Our subset of screening tests associated with visually significant eye disease had a sensitivity of 94%, a specificity of 32%, a positive predictive value of 57%, a negative predictive value of 84% and a ROC curve of 82.7%. These results leave room for improvement. However, in identifying subjects with ocular disease, the screening tests missed only those with early macular degeneration or diabetic retinopathy with 20/20 vision and glaucoma with only early perimetric changes. One may argue that these missed diseases would not require treatment at this early stage and could be discovered at a later time. While the negative predictive value of our screening design was high, the lower positive predictive value of our screening exams may result in over referral of patients for further ophthalmology exams.

Prior community based eye disease screening programs have similar findings. A community-based screening program conducted by trained lay person screeners found 57% of those screened met one or more referral criteria.3 In another study of subjects recruited from an internal medicine clinic, 66.7% met at least one referral criteria during screening for a comprehensive eye examination10, similar to our findings here. As our screening paradigm was not tested in an independent validation sample, the predictive performance of our identified subset of screening tests may be less in other populations. Similarly, the predictive value of screening tests vary with the prevalence of disease within a population and alternative combinations of screening tests than those identified here may be more beneficial in communities with different disease burdens.

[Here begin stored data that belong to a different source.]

//! Observability for SparkAI: tracing subscriber setup with optional
//! OpenTelemetry span export.

pub mod tracing_setup;
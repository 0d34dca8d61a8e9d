//! SparkAI terminal entry point.
//!
//! Binary name: `spark`
//!
//! Parses CLI arguments, initializes tracing, storage and configuration, then
//! dispatches to the appropriate command handler.

mod cli;
mod state;

use clap::Parser;
use clap_complete::generate;

use sparkai_core::conversation::HandOff;
use sparkai_observe::tracing_setup::{init_tracing, shutdown_tracing, verbosity_filter};

use cli::{Cli, Commands, SessionCommand};
use state::AppState;

#[tokio::main]
async fn main() -> anyhow::Result<()> {
    let cli = Cli::parse();

    init_tracing(verbosity_filter(cli.verbose, cli.quiet), cli.otel)
        .map_err(|e| anyhow::anyhow!("Failed to initialize tracing: {e}"))?;

    let result = run(cli).await;
    shutdown_tracing();
    result
}

async fn run(cli: Cli) -> anyhow::Result<()> {
    // Shell completions and the persona catalog don't need app state
    match &cli.command {
        Commands::Completions { shell } => {
            let mut cmd = <Cli as clap::CommandFactory>::command();
            generate(*shell, &mut cmd, "spark", &mut std::io::stdout());
            return Ok(());
        }
        Commands::Personas => return cli::persona::list_personas(cli.json),
        _ => {}
    }

    let state = AppState::init().await?;

    match cli.command {
        Commands::Chat {
            topic,
            persona,
            session,
        } => {
            cli::chat::loop_runner::run_chat_loop(&state, HandOff::new(topic, persona), session)
                .await?;
        }

        Commands::Sessions { action } => match action.unwrap_or(SessionCommand::List) {
            SessionCommand::List => cli::session::list_sessions(&state, cli.json).await?,
            SessionCommand::Show { id } => cli::session::show_session(&state, &id, cli.json).await?,
            SessionCommand::Delete { id, force } => {
                cli::session::delete_session(&state, &id, force, cli.json).await?
            }
        },

        Commands::Personas | Commands::Completions { .. } => unreachable!("handled above"),
    }

    Ok(())
}
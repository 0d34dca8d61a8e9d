//! Navigation hand-off into the chat loop.
//!
//! Carries an initial topic and/or persona selected before the conversation
//! started. It is consumed exactly once.

#[derive(Debug, Clone, Default, PartialEq, Eq)]
pub struct HandOff {
    pub topic: Option<String>,
    pub persona_id: Option<String>,
}

impl HandOff {
    pub fn new(topic: Option<String>, persona_id: Option<String>) -> Self {
        Self {
            topic: topic.filter(|t| !t.trim().is_empty()),
            persona_id: persona_id.filter(|p| !p.trim().is_empty()),
        }
    }

    pub fn is_empty(&self) -> bool {
        self.topic.is_none() && self.persona_id.is_none()
    }

    /// Take the contents, leaving an empty hand-off behind.
    pub fn take(&mut self) -> HandOff {
        std::mem::take(self)
    }
}

#[cfg(test)]
mod tests {
    use super::*;

    #[test]
    fn test_take_consumes_once() {
        let mut handoff = HandOff::new(Some("远程办公".to_string()), None);
        let first = handoff.take();
        assert_eq!(first.topic.as_deref(), Some("远程办公"));
        assert!(handoff.is_empty());
        assert!(handoff.take().is_empty());
    }

    #[test]
    fn test_blank_values_dropped() {
        let handoff = HandOff::new(Some("  ".to_string()), Some(String::new()));
        assert!(handoff.is_empty());
    }
}
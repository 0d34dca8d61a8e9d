//! LLM provider implementations.
//!
//! Contains the concrete [`LlmProvider`](sparkai_core::llm::provider::LlmProvider)
//! used by SparkAI and a factory ([`create_provider`]) that builds it from the
//! `[provider]` table of `config.toml`.

pub mod openai_compat;

use sparkai_core::llm::box_provider::BoxLlmProvider;
use sparkai_types::config::ProviderConfig;
use sparkai_types::llm::LlmError;

use self::openai_compat::OpenAiCompatibleProvider;
use self::openai_compat::config::OpenAiCompatConfig;

/// Create a [`BoxLlmProvider`] from the `[provider]` configuration.
///
/// # Errors
///
/// Returns [`LlmError::MissingApiKey`] if the variable named by `api_key_env`
/// is not set.
pub fn create_provider(config: &ProviderConfig) -> Result<BoxLlmProvider, LlmError> {
    let oai_config = OpenAiCompatConfig::from_provider_config(config)?;
    Ok(BoxLlmProvider::new(OpenAiCompatibleProvider::new(oai_config)))
}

An advantage of our screening approach is the administration of tests by eye care paraprofessional (e.g. ophthalmic technicians), thus decreasing the burden of eye disease case finding by eye care providers. This approach also allowed for the utilization of ophthalmic technologies such as confocal scanning laser ophthalmoscopy and non-mydriatic fundus photos for screening; both tests proved useful in identifying eye disease in our population. Future studies need to examine methods to reduce false positive results to make the positive predictive value higher and decrease the burden of referral. Despite the possibility for over referral, our study identified a limited panel of ophthalmic screening tests that could be adapted for use in medically underserved communities without routine access to ophthalmic care to increase recognition of at risk members within the population.

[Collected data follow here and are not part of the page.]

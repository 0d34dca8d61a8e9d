//! Test doubles shared by the unit tests in this crate.

use std::collections::VecDeque;
use std::sync::atomic::{AtomicBool, AtomicUsize, Ordering};
use std::sync::{Arc, Mutex};

use tokio::sync::{Notify, Semaphore};

use sparkai_types::error::RepositoryError;
use sparkai_types::llm::{
    CompletionRequest, CompletionResponse, LlmError, ProviderCapabilities, Usage,
};

use crate::llm::provider::LlmProvider;
use crate::session::repository::{SessionRepository, StoredSessions};

/// Provider that replays queued responses in order and records requests.
///
/// A gated provider holds each call until [`ScriptedProvider::release`].
#[derive(Clone)]
pub struct ScriptedProvider {
    inner: Arc<ScriptedInner>,
    capabilities: ProviderCapabilities,
}

struct ScriptedInner {
    responses: Mutex<VecDeque<Result<String, LlmError>>>,
    requests: Mutex<Vec<CompletionRequest>>,
    gate: Option<Semaphore>,
    started: Notify,
}

impl ScriptedProvider {
    pub fn new() -> Self {
        Self::build(None)
    }

    pub fn gated() -> Self {
        Self::build(Some(Semaphore::new(0)))
    }

    fn build(gate: Option<Semaphore>) -> Self {
        Self {
            inner: Arc::new(ScriptedInner {
                responses: Mutex::new(VecDeque::new()),
                requests: Mutex::new(Vec::new()),
                gate,
                started: Notify::new(),
            }),
            capabilities: ProviderCapabilities {
                streaming: false,
                max_context_tokens: 64_000,
                max_output_tokens: 8_192,
            },
        }
    }

    pub fn push_ok(&self, text: &str) {
        self.inner
            .responses
            .lock()
            .unwrap()
            .push_back(Ok(text.to_string()));
    }

    pub fn push_err(&self, error: LlmError) {
        self.inner.responses.lock().unwrap().push_back(Err(error));
    }

    pub fn requests(&self) -> Vec<CompletionRequest> {
        self.inner.requests.lock().unwrap().clone()
    }

    /// Wait until a call has reached the gate.
    pub async fn wait_started(&self) {
        self.inner.started.notified().await;
    }

    /// Let one gated call through.
    pub fn release(&self) {
        if let Some(gate) = &self.inner.gate {
            gate.add_permits(1);
        }
    }
}

impl LlmProvider for ScriptedProvider {
    fn name(&self) -> &str {
        "scripted"
    }

    fn capabilities(&self) -> &ProviderCapabilities {
        &self.capabilities
    }

    async fn complete(&self, request: &CompletionRequest) -> Result<CompletionResponse, LlmError> {
        self.inner.requests.lock().unwrap().push(request.clone());
        self.inner.started.notify_one();

        if let Some(gate) = &self.inner.gate {
            gate.acquire()
                .await
                .expect("gate semaphore closed")
                .forget();
        }

        let next = self
            .inner
            .responses
            .lock()
            .unwrap()
            .pop_front()
            .unwrap_or_else(|| {
                Err(LlmError::Provider {
                    message: "no scripted response left".to_string(),
                })
            });

        next.map(|content| CompletionResponse {
            id: "scripted".to_string(),
            content,
            model: request.model.clone(),
            usage: Usage::default(),
        })
    }
}

/// In-memory session repository that counts successful writes.
#[derive(Clone, Default)]
pub struct MemoryRepository {
    stored: Arc<Mutex<Option<StoredSessions>>>,
    writes: Arc<AtomicUsize>,
    corrupt: Arc<AtomicBool>,
    fail_saves: Arc<AtomicBool>,
}

impl MemoryRepository {
    pub fn new() -> Self {
        Self::default()
    }

    pub fn with(stored: StoredSessions) -> Self {
        let repo = Self::default();
        *repo.stored.lock().unwrap() = Some(stored);
        repo
    }

    pub fn corrupt() -> Self {
        let repo = Self::default();
        repo.corrupt.store(true, Ordering::SeqCst);
        repo
    }

    pub fn fail_saves(&self, fail: bool) {
        self.fail_saves.store(fail, Ordering::SeqCst);
    }

    pub fn writes(&self) -> usize {
        self.writes.load(Ordering::SeqCst)
    }

    pub fn stored(&self) -> Option<StoredSessions> {
        self.stored.lock().unwrap().clone()
    }
}

impl SessionRepository for MemoryRepository {
    async fn load(&self) -> Result<Option<StoredSessions>, RepositoryError> {
        if self.corrupt.load(Ordering::SeqCst) {
            return Err(RepositoryError::Corrupt("expected value at line 1".to_string()));
        }
        Ok(self.stored.lock().unwrap().clone())
    }

    async fn save(&self, sessions: &StoredSessions) -> Result<(), RepositoryError> {
        if self.fail_saves.load(Ordering::SeqCst) {
            return Err(RepositoryError::Connection);
        }
        *self.stored.lock().unwrap() = Some(sessions.clone());
        self.writes.fetch_add(1, Ordering::SeqCst);
        Ok(())
    }
}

A high rate of abnormal FDT screening contributed to our lower positive predictive value; a third of the patients with an abnormal screening test but no eye disease on comprehensive examination were those with an abnormal FDT. Others have identified a low positive predictive value with population based screening for glaucoma using FDT9,22,23; however, the potential greater sensitivity to early glaucomatous defects with FDT8 makes it appealing for screening. Additionally, FDT has shown utility in identifying diseases other than glaucoma24. Abnormal FDT testing has also been reported in diabetics.25 FDT normative databases did not include Native Americans and development of a normative database specific to this population may have improved performance.26 We used the C-20-5 FDT algorithm for screening, which presents stimuli at a contrast level that 95% of healthy age-matched controls would be expected to detect; this screening algorithm is designed to have a higher sensitivity to detect early field defects at the expense of specificity. The use of an alternative screening algorithm, such as the C-20-1 program which uses stimuli at a contrast level 99% of healthy age-matched controls should detect, could improve specificity, although the trade off in identifying patients with disease would need to be assessed.

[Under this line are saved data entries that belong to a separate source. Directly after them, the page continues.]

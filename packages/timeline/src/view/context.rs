//! Rendering context and context-keyed caches.
//!
//! Derived display content depends on the caller's presentation state (text
//! scaling and theme). The view layer only ever compares contexts for
//! equality: same context means cached content is still valid.

/// Display theme, opaque to this crate beyond identity.
#[derive(Debug, Clone, Copy, PartialEq, Eq, Default)]
pub enum Theme {
    #[default]
    Light,
    Sepia,
    Dark,
    Black,
}

/// The presentation state display content is derived against.
#[derive(Debug, Clone, Copy, PartialEq)]
pub struct RenderContext {
    /// Text scale factor; 1.0 is the default content size
    pub text_scale: f32,
    pub theme: Theme,
}

impl Default for RenderContext {
    fn default() -> Self {
        Self {
            text_scale: 1.0,
            theme: Theme::default(),
        }
    }
}

/// Single-slot cache keyed by the last-seen [`RenderContext`].
///
/// Holds one value computed for one context; a lookup under a different
/// context recomputes and replaces the slot. All of an event's cached
/// fields therefore invalidate together when the context changes.
#[derive(Debug)]
pub struct ContextCache<T> {
    entry: Option<(RenderContext, T)>,
}

impl<T> Default for ContextCache<T> {
    fn default() -> Self {
        Self { entry: None }
    }
}

impl<T: Clone> ContextCache<T> {
    /// Return the cached value for `ctx`, computing and storing it if the
    /// slot is empty or was filled under a different context.
    pub fn get_or_insert_with(&mut self, ctx: RenderContext, f: impl FnOnce() -> T) -> T {
        if let Some((last, value)) = &self.entry {
            if *last == ctx {
                return value.clone();
            }
        }
        let value = f();
        self.entry = Some((ctx, value.clone()));
        value
    }
}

The use of confocal scanning laser ophthalmoscopy in community based glaucoma screening is uncommon2729; in these studies, confocal scanning laser ophthalmoscopy is moderately sensitive (61-85%) with a higher specificity (86-96%). In our population, we found confocal scanning laser ophthalmoscopy to have a similar sensitivity (75.7%) for glaucoma, with a slightly lower specificity (56.5%) to previous studies. To our knowledge, the current study is the first to incorporate screening with confocal scanning laser ophthalmoscopy with a combination of community based screening tests.

More than 20% of our study population was diabetic, a known risk factor for visual impairment.30 Our analysis identified a history of diabetes, abnormal blood sugar or hemoglobin A1C and abnormal non-mydriatic photos as associated with diabetic retinopathy, which re-emphasizes the usefulness of these screening modalities in monitoring for diabetic eye disease.31,32 Sensitivity and specificity estimates for diabetic retinopathy fundus photography range from 38-100% and 75-100% when compared with dilated ophthalmoscopy32, similar to the observed sensitivity of 65.2% and specificity of 76.5% in our cohort.

We offered participants a free, on-site comprehensive ophthalmology exam if they had an abnormal screening exam and random selection of those with normal testing. We provided gift cards, free transportation, childcare, and a work release with paid-time off to complete the examination. Despite this, some participants did not return for the full eye examination, including both those with abnormal screening results and those invited back who had normal screening results. However, the overall 60% rate of follow-up is very similar to results in prior community screening programs.3,33,34 Reasons for not returning were similar to previous studies3,33,34 and included lack of time for additional examination, a desire to avoid dilation, a second opinion from their local eye care provider, and not believing the results of screening.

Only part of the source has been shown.